I need an hour until I’m home, speak soon

I have been asked to look at this for you.

I normally simply send a link but this article explains extremely simply and straightforward, that you are no longer a first-time buyer.

https://www.theguardian.com/money/2018/dec/17/do-i-count-as-a-first-time-buyer-if-i-inherit-a-share-of-a-home-abroad

Sorry.

If I have answered your question for you, at the top of the page, you should see a rating facility. Can you please rate my reply 3 stars or more because that really helps me? Please note you are not rating whether it’s favourable, because sometimes you may not get the answer you want, but basically my knowledge and way of dealing.

The thread does not close and I am happy to answer any questions you may have arising from this.

Kind regards

Customer: replied 7 days ago.
I have decided that I will find out what sort of trust has been left to me first and then I will speak to you tomorrow?
Customer: replied 7 days ago.
does the fact that half the property is in trust where me or my brother cannot touch it, until my farther dies. I am not a first time buyer? Would I have to pay the extra 3% stamp duty? So 6% if I buy a property to live in now? I read something about Hmrc would class you as a ftb if the property was sold within 3 years?

No problem. In your own time. You have an interest in the property albeit that you may not be able to touch it. You would have to pay the extra stamp depending on the value of your share of that property.

You would have to pay stamp duty at the increased rate if you purchased another property but the original one was sold within three years, you can reclaim it.

Customer: replied 7 days ago.
My share is £150,000. Can we break the trust? Would this change things? Someone said to us we could do this. You see also my dad is looking to remortgage but he can’t as mum has died and he doesn’t own the other half? Problem

You can do a Deed of Variation where you leave everything to someone else.

However if you are doing that on the basis that they can give you back at some stage, you commit tax fraud so be careful.

If however you did a deed of variation leaving everything to your father on the basis that you would inherit the property when your father eventually dies, there is no problem that I can see with that.

You would need to register restriction against the property to prevent him selling it without your consent and that is the potential problem that he could change his will to leave all his assets and savings to the RSPCA.

 

If you could help me, in the way that I have helped you, I would be obliged if you could please use the rating service because that gives payment for my time and expertise it today.

If anything else crops up, we can still exchange notes.

Kind regards.

Customer: replied 7 days ago.
And this deed of variation. If I give my farther my inheritance then will I be classed as a first time buyer?

The definitive answer will come from the Stamp office but in my opinion, yes you will because you are literally a first-time buyer.

A deed of variation treats the inheritance as though it went to whoever you leave it to in the first instance, as though the will was written like that.

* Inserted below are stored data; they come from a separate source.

//! Chat Gateway Server
//!
//! HTTP gateway that fans chat completions out to a free-tier aggregator
//! (with API key pool rotation) or native BYOK provider APIs, and relays
//! streamed tokens as a normalized SSE frame protocol

use anyhow::{Context, Result};
use tracing::info;

use chatgateway::config::Settings;
use chatgateway::handlers::create_router;

#[tokio::main]
async fn main() -> Result<()> {
    // Initialize logging
    init_logging();

    // Load settings from environment
    let settings = Settings::new().context("Failed to load settings")?;
    info!("Settings loaded: {} API keys configured", settings.openrouter.api_keys.len());

    // Create router
    let app = create_router(settings.clone()).await?;

    // Build server address
    let addr = format!("{}:{}", settings.server.host, settings.server.port);

    // Start server
    let listener = tokio::net::TcpListener::bind(&addr).await?;

    info!("Chat gateway started!");
    info!("Health check: http://{}/health", addr);
    info!("Streaming endpoint: http://{}/api/chat/stream", addr);

    axum::serve(listener, app)
        .await
        .map_err(|e| anyhow::anyhow!("Failed to start server: {}", e))?;

    Ok(())
}

/// Initialize logging system
fn init_logging() {
    // Get log level from environment variable, default to info
    let log_level = std::env::var("RUST_LOG").unwrap_or_else(|_| "info".to_string());

    // Check if JSON format should be used
    let log_format = std::env::var("LOG_FORMAT").unwrap_or_else(|_| "text".to_string());

    let subscriber: Box<dyn tracing::Subscriber + Send + Sync> = if log_format == "json" {
        // JSON format logs (production environment)
        Box::new(
            tracing_subscriber::fmt()
                .with_env_filter(log_level)
                .json()
                .with_current_span(false)
                .with_span_list(false)
                .finish(),
        )
    } else {
        // Human readable format (development environment)
        Box::new(
            tracing_subscriber::fmt()
                .with_env_filter(log_level)
                .with_target(false)
                .with_thread_ids(false)
                .with_file(false)
                .with_line_number(false)
                .finish(),
        )
    };

    tracing::subscriber::set_global_default(subscriber)
        .expect("Failed to set tracing subscriber");

    info!("Logging system initialized");
}
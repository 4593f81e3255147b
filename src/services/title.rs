//! Chat title generation
//!
//! Produces a short descriptive title from the first user message of a
//! conversation, using the same gateway as regular completions. Intended
//! to run in the background after a chat starts; the spawned handle is
//! awaitable so callers can join it when they need the result.

use crate::models::{ChatMessage, CompletionOutcome};
use crate::services::gateway::CompletionGateway;
use std::sync::Arc;
use tokio::task::JoinHandle;
use tracing::{debug, warn};

/// Title returned when generation fails or yields nothing usable
pub const FALLBACK_TITLE: &str = "New chat";

const TITLE_SYSTEM_PROMPT: &str = "You are a helpful assistant that generates concise, \
descriptive chat titles (3-6 words) based on the user's first message. Respond only with \
the title, no additional text or punctuation.";

/// Build the two-message prompt used for title generation
pub fn build_title_prompt(first_message: &str) -> Vec<ChatMessage> {
    vec![
        ChatMessage::system(TITLE_SYSTEM_PROMPT),
        ChatMessage::user(format!(
            "Generate a concise title for a chat that starts with this message: \"{}\"",
            first_message
        )),
    ]
}

/// Generate a title for a chat that starts with `first_message`
///
/// Never fails: any gateway failure or empty response falls back to
/// [`FALLBACK_TITLE`]. Surrounding whitespace and double quotes are
/// stripped from the model output, matching the post-processing applied
/// to streamed messages.
pub async fn generate_chat_title(
    gateway: &CompletionGateway,
    first_message: &str,
    model_id: &str,
) -> String {
    let prompt = build_title_prompt(first_message);

    match gateway.complete(&prompt, model_id, None).await {
        CompletionOutcome::Success { message, .. } => {
            let title = message.trim().replace('"', "");
            if title.is_empty() {
                debug!("Title generation returned empty output, using fallback");
                FALLBACK_TITLE.to_string()
            } else {
                title
            }
        }
        CompletionOutcome::Failure { error } => {
            warn!("Title generation failed: {}", error);
            FALLBACK_TITLE.to_string()
        }
    }
}

/// Spawn title generation as a background task
///
/// The returned handle resolves to the title; callers that do not need
/// it may simply drop the handle and let the task run to completion.
pub fn spawn_title_generation(
    gateway: Arc<CompletionGateway>,
    first_message: String,
    model_id: String,
) -> JoinHandle<String> {
    tokio::spawn(async move { generate_chat_title(&gateway, &first_message, &model_id).await })
}
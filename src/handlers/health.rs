//! Health check handlers
//!
//! Provides application health status check endpoints

use crate::handlers::AppState;
use axum::{extract::State, http::StatusCode, response::Json};
use serde::{Deserialize, Serialize};
use std::sync::Arc;
use tracing::debug;

/// Health check response
#[derive(Debug, Serialize, Deserialize)]
pub struct HealthResponse {
    /// Service status
    pub status: String,
    /// Service name
    pub service: String,
    /// Version information
    pub version: String,
    /// Timestamp
    pub timestamp: String,
    /// Details (optional)
    #[serde(skip_serializing_if = "Option::is_none")]
    pub details: Option<HealthDetails>,
}

/// Check result
#[derive(Debug, Serialize, Deserialize)]
pub struct HealthDetails {
    /// Number of aggregator credentials configured
    pub configured_keys: usize,
    /// Configuration status
    pub config: String,
    /// Uptime in seconds
    pub uptime_seconds: u64,
}

/// Basic health check
///
/// GET /health
pub async fn health_check(State(state): State<Arc<AppState>>) -> Json<HealthResponse> {
    debug!("Executing health check");

    let response = HealthResponse {
        status: "healthy".to_string(),
        service: "chatgateway".to_string(),
        version: env!("CARGO_PKG_VERSION").to_string(),
        timestamp: chrono::Utc::now().to_rfc3339(),
        details: Some(HealthDetails {
            configured_keys: state.gateway.pool().len(),
            config: "valid".to_string(),
            uptime_seconds: get_uptime_seconds(),
        }),
    };

    Json(response)
}

/// Liveness check
///
/// GET /health/live
/// Confirms the service is running without checking external dependencies
pub async fn liveness_check(
    State(_state): State<Arc<AppState>>,
) -> Result<Json<HealthResponse>, StatusCode> {
    debug!("Executing liveness check");

    let response = HealthResponse {
        status: "alive".to_string(),
        service: "chatgateway".to_string(),
        version: env!("CARGO_PKG_VERSION").to_string(),
        timestamp: chrono::Utc::now().to_rfc3339(),
        details: None,
    };

    Ok(Json(response))
}

/// Get service uptime in seconds
fn get_uptime_seconds() -> u64 {
    use once_cell::sync::Lazy;
    use std::time::{SystemTime, UNIX_EPOCH};

    static START_TIME: Lazy<u64> = Lazy::new(|| {
        SystemTime::now()
            .duration_since(UNIX_EPOCH)
            .unwrap_or_default()
            .as_secs()
    });

    let current_time = SystemTime::now()
        .duration_since(UNIX_EPOCH)
        .unwrap_or_default()
        .as_secs();

    current_time.saturating_sub(*START_TIME)
}
//! OpenAI-shaped wire models
//!
//! Request and response structures shared by the aggregator (OpenRouter)
//! and the native OpenAI adapter, both of which speak the
//! `/chat/completions` wire format

use serde::{Deserialize, Serialize};

use super::chat::TokenUsage;

/// Chat completion request
#[derive(Debug, Clone, Serialize, Deserialize)]
pub struct ChatCompletionRequest {
    /// Model name
    pub model: String,
    /// Message list
    pub messages: Vec<WireMessage>,
    /// Maximum tokens to generate (optional)
    #[serde(skip_serializing_if = "Option::is_none")]
    pub max_tokens: Option<u32>,
    /// Temperature parameter (optional)
    #[serde(skip_serializing_if = "Option::is_none")]
    pub temperature: Option<f32>,
    /// Whether to stream the response (optional)
    #[serde(skip_serializing_if = "Option::is_none")]
    pub stream: Option<bool>,
}

/// Message as sent on the wire
#[derive(Debug, Clone, Serialize, Deserialize)]
pub struct WireMessage {
    /// Role (system/user/assistant)
    pub role: String,
    /// Message content
    pub content: String,
}

/// Chat completion response
#[derive(Debug, Clone, Serialize, Deserialize)]
pub struct ChatCompletionResponse {
    /// Response ID
    pub id: String,
    /// Model used
    #[serde(default)]
    pub model: String,
    /// Choice list
    pub choices: Vec<CompletionChoice>,
    /// Usage statistics (optional on some aggregator responses)
    #[serde(default)]
    pub usage: Option<TokenUsage>,
}

/// Completion choice
#[derive(Debug, Clone, Serialize, Deserialize)]
pub struct CompletionChoice {
    /// Choice index
    pub index: u32,
    /// Message content
    pub message: WireMessage,
    /// Finish reason
    #[serde(default)]
    pub finish_reason: Option<String>,
}

/// Streaming response chunk
#[derive(Debug, Clone, Serialize, Deserialize)]
pub struct ChatCompletionChunk {
    /// Response ID
    pub id: String,
    /// Model used
    #[serde(default)]
    pub model: String,
    /// Choice list
    pub choices: Vec<StreamChoice>,
}

/// Streaming choice
#[derive(Debug, Clone, Serialize, Deserialize)]
pub struct StreamChoice {
    /// Choice index
    pub index: u32,
    /// Delta content
    pub delta: StreamDelta,
    /// Finish reason
    #[serde(default)]
    pub finish_reason: Option<String>,
}

/// Streaming delta
#[derive(Debug, Clone, Serialize, Deserialize)]
pub struct StreamDelta {
    /// Role (optional, first chunk only)
    #[serde(skip_serializing_if = "Option::is_none")]
    pub role: Option<String>,
    /// Content fragment (optional)
    #[serde(skip_serializing_if = "Option::is_none")]
    pub content: Option<String>,
}

impl ChatCompletionChunk {
    /// Extract the incremental text delta from the first choice
    pub fn delta_text(&self) -> Option<&str> {
        self.choices
            .first()
            .and_then(|choice| choice.delta.content.as_deref())
    }
}

impl ChatCompletionResponse {
    /// Extract the assistant message text from the first choice
    pub fn message_text(&self) -> String {
        self.choices
            .first()
            .map(|choice| choice.message.content.clone())
            .unwrap_or_default()
    }
}

/// Upstream error response
#[derive(Debug, Clone, Serialize, Deserialize)]
pub struct UpstreamErrorResponse {
    /// Error information
    pub error: UpstreamError,
}

/// Upstream error detail
#[derive(Debug, Clone, Serialize, Deserialize)]
pub struct UpstreamError {
    /// Error message
    pub message: String,
    /// Error type (optional)
    #[serde(rename = "type", skip_serializing_if = "Option::is_none")]
    pub error_type: Option<String>,
    /// Error code (optional)
    #[serde(skip_serializing_if = "Option::is_none")]
    pub code: Option<serde_json::Value>,
}

#[cfg(test)]
mod tests {
    use super::*;

    #[test]
    fn test_request_serialization() {
        let request = ChatCompletionRequest {
            model: "google/gemma-3-27b-it:free".to_string(),
            messages: vec![WireMessage { role: "user".to_string(), content: "Hello".to_string() }],
            max_tokens: Some(1000),
            temperature: Some(0.7),
            stream: None,
        };

        let json = serde_json::to_value(&request).unwrap();
        assert_eq!(json["model"], "google/gemma-3-27b-it:free");
        assert_eq!(json["max_tokens"], 1000);
        assert!(json.get("stream").is_none());
    }

    #[test]
    fn test_chunk_delta_extraction() {
        let chunk: ChatCompletionChunk = serde_json::from_str(
            r#"{"id":"gen-1","model":"m","choices":[{"index":0,"delta":{"content":"Hel"},"finish_reason":null}]}"#,
        )
        .unwrap();
        assert_eq!(chunk.delta_text(), Some("Hel"));

        let role_only: ChatCompletionChunk = serde_json::from_str(
            r#"{"id":"gen-1","choices":[{"index":0,"delta":{"role":"assistant"}}]}"#,
        )
        .unwrap();
        assert_eq!(role_only.delta_text(), None);
    }

    #[test]
    fn test_response_without_usage() {
        let response: ChatCompletionResponse = serde_json::from_str(
            r#"{"id":"gen-2","choices":[{"index":0,"message":{"role":"assistant","content":"Hi"}}]}"#,
        )
        .unwrap();
        assert_eq!(response.message_text(), "Hi");
        assert!(response.usage.is_none());
    }
}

The circumstances are so unusual that it is not actually covered in detail in any rulebooks so it’s simply a case of interpreting the law as it stands.

 

Customer: replied 7 days ago.
Ok, I need to think this through. We ideally want to keep the family gone for life but I may one day, a few years time, want to buy my own house, with own life. 6% stamp duty to buy a home to live in doesn’t seem fair.
Customer: replied 7 days ago.
Keep family home for life

You will always have a binding agreement with your father that is not going to sell it or leave it to the cat’s home

I did not vote the government in (I don’t vote because I think they are all lying scumbags) so I’m not to blame for the extra stamp duty. As you appreciate, my job is merely to say what the law is, I get involved in making it.

Don’t get mixed up between first-time buyers after a first-time buyers discount for anything and someone buying a second home.

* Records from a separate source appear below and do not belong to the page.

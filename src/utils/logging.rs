//! Logging utilities
//!
//! Helpers for summarizing requests in debug logs without dumping full
//! conversation content

use crate::models::chat::ChatMessage;

/// Set to true to include full message content in debug logs
/// Default is false to reduce log verbosity
pub const VERBOSE_REQUEST_LOGGING: bool = false;

/// Truncate a string with a note about original length
fn truncate_content(s: &str, max_len: usize) -> String {
    if s.len() > max_len {
        let cut = s
            .char_indices()
            .take_while(|(i, _)| *i < max_len)
            .last()
            .map(|(i, c)| i + c.len_utf8())
            .unwrap_or(0);
        format!("{}... ({} chars truncated)", &s[..cut], s.len() - cut)
    } else {
        s.to_string()
    }
}

/// Create a filtered summary of a completion request for logging
///
/// Keeps the message structure but truncates verbose content. System
/// messages are truncated more aggressively than turns.
pub fn create_completion_log_summary(messages: &[ChatMessage], model_id: &str) -> serde_json::Value {
    if VERBOSE_REQUEST_LOGGING {
        serde_json::json!({
            "model": model_id,
            "messages": messages,
        })
    } else {
        let filtered: Vec<serde_json::Value> = messages
            .iter()
            .map(|msg| {
                let max_len = match msg.role {
                    crate::models::chat::Role::System => 100,
                    _ => 200,
                };
                serde_json::json!({
                    "role": msg.role.as_str(),
                    "content": truncate_content(&msg.content, max_len),
                })
            })
            .collect();

        serde_json::json!({
            "model": model_id,
            "message_count": messages.len(),
            "messages": filtered,
        })
    }
}

#[cfg(test)]
mod tests {
    use super::*;

    #[test]
    fn test_truncate_short_content() {
        assert_eq!(truncate_content("hello", 10), "hello");
    }

    #[test]
    fn test_truncate_long_content() {
        let long = "a".repeat(300);
        let truncated = truncate_content(&long, 200);
        assert!(truncated.starts_with(&"a".repeat(200)));
        assert!(truncated.contains("100 chars truncated"));
    }

    #[test]
    fn test_summary_shape() {
        let messages = vec![
            ChatMessage::system("You are a helpful assistant."),
            ChatMessage::user("Hi"),
        ];
        let summary = create_completion_log_summary(&messages, "deepseek/deepseek-chat-v3-0324:free");

        assert_eq!(summary["model"], "deepseek/deepseek-chat-v3-0324:free");
        assert_eq!(summary["message_count"], 2);
        assert_eq!(summary["messages"][0]["role"], "system");
        assert_eq!(summary["messages"][1]["content"], "Hi");
    }
}
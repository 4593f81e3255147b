//! Data models module
//!
//! Defines conversation, wire-format, and SSE protocol data structures

pub mod chat;
pub mod openrouter;
pub mod wire;

pub use chat::{ChatMessage, CompletionOutcome, Role, TokenUsage};
pub use wire::StreamFrame;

If you want to buy your own house in the future, what you need to do is divest yourself of any existing house.

Customer: replied 7 days ago.
Ok so sign over inheritance With a deed of variation. How do I put a restriction against the property to stop him selling
Customer: replied 7 days ago.
Or leaving to a possible future wife
Customer: replied 7 days ago.
And can you do a deed of variation? Or do I need to consult a local solicitor to me?

You place a restriction on the property with form RX1 although as there are about 60 different wordings of restrictions, and the land registry will only accept standard ones with modifications, it is really not doing yourself job.

You cannot stop him leaving everything in his will to the cats home. For that reason, you would be better with a legal charge because that means you are guaranteed to get your money out of the property if he does leave it to RSPCA because your interest is the value of the money.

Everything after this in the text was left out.